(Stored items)
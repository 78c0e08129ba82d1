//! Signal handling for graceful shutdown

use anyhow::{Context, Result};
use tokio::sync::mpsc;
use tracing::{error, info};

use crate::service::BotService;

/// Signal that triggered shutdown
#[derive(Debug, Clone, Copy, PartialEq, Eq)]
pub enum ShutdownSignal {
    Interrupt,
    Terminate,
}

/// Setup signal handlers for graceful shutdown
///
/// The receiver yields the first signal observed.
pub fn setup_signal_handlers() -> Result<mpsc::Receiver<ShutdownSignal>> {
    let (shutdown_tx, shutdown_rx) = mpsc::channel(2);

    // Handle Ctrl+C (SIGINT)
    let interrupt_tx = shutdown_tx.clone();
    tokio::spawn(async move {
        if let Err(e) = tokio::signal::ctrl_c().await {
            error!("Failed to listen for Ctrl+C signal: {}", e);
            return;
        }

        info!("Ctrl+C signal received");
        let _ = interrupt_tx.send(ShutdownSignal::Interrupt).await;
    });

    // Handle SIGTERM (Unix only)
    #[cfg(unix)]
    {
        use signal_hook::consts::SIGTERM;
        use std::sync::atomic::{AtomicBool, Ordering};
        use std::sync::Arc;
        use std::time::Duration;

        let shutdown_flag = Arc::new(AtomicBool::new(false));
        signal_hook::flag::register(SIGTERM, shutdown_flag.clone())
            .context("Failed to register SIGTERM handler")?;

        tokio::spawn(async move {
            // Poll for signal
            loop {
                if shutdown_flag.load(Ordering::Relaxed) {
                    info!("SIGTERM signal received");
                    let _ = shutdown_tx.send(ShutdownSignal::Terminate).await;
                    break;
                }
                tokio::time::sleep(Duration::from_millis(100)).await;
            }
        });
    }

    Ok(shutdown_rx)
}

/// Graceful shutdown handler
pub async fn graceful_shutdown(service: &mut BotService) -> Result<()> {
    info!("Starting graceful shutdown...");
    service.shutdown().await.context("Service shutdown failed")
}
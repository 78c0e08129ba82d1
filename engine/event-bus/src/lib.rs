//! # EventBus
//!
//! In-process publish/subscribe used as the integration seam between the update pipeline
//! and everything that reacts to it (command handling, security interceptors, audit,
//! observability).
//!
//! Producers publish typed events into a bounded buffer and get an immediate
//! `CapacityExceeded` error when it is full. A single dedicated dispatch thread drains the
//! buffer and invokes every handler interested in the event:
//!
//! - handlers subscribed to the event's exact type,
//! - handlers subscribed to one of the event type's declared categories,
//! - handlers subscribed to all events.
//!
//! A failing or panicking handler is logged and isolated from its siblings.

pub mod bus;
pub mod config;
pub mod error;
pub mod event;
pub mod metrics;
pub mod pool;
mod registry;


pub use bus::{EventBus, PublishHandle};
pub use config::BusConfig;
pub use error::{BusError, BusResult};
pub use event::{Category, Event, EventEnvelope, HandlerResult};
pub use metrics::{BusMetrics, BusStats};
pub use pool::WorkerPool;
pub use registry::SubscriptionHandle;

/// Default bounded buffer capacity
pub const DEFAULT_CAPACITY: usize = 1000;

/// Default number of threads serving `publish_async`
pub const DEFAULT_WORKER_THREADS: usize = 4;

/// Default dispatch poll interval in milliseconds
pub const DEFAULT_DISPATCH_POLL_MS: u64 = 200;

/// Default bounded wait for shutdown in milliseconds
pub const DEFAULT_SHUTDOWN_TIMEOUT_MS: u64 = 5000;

● What the task asks
All lines from the one containing "pub const DEFAULT_WORKER_THREADS: usize = 4;" through the last line of the data must be set down exactly. No other lines belong in the answer.

● Response to the exercise
pub const DEFAULT_WORKER_THREADS: usize = 4;

/// Default dispatch poll interval in milliseconds
pub const DEFAULT_DISPATCH_POLL_MS: u64 = 200;

/// Default bounded wait for shutdown in milliseconds
pub const DEFAULT_SHUTDOWN_TIMEOUT_MS: u64 = 5000;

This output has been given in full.